GIVEN INFORMATION:
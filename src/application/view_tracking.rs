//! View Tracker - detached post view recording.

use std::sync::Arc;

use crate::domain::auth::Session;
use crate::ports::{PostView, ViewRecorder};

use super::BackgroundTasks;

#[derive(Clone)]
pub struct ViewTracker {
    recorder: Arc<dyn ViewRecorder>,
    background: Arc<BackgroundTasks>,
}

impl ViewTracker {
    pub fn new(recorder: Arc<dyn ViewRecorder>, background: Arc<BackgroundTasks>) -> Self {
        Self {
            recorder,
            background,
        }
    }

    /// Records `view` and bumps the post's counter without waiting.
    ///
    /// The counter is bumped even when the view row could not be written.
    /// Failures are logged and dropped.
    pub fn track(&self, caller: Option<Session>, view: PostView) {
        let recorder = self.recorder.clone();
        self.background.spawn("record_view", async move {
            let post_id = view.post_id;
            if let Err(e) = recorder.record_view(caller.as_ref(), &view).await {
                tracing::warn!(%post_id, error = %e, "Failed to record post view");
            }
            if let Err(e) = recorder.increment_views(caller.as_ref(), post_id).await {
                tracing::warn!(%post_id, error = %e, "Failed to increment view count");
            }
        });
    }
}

TASK ITEM: Every record, start to finish: reproduce it word for word.

TASK RESULT:
filename src/application/view_tracking.rs
//! View Tracker - detached post view recording.

use std::sync::Arc;

use crate::domain::auth::Session;
use crate::ports::{PostView, ViewRecorder};

use super::BackgroundTasks;

#[derive(Clone)]
pub struct ViewTracker {
    recorder: Arc<dyn ViewRecorder>,
    background: Arc<BackgroundTasks>,
}

impl ViewTracker {
    pub fn new(recorder: Arc<dyn ViewRecorder>, background: Arc<BackgroundTasks>) -> Self {
        Self {
            recorder,
            background,
        }
    }

    /// Records `view` and bumps the post's counter without waiting.
    ///
    /// The counter is bumped even when the view row could not be written.
    /// Failures are logged and dropped.
    pub fn track(&self, caller: Option<Session>, view: PostView) {
        let recorder = self.recorder.clone();
        self.background.spawn("record_view", async move {
            let post_id = view.post_id;
            if let Err(e) = recorder.record_view(caller.as_ref(), &view).await {
                tracing::warn!(%post_id, error = %e, "Failed to record post view");
            }
            if let Err(e) = recorder.increment_views(caller.as_ref(), post_id).await {
                tracing::warn!(%post_id, error = %e, "Failed to increment view count");
            }
        });
    }
}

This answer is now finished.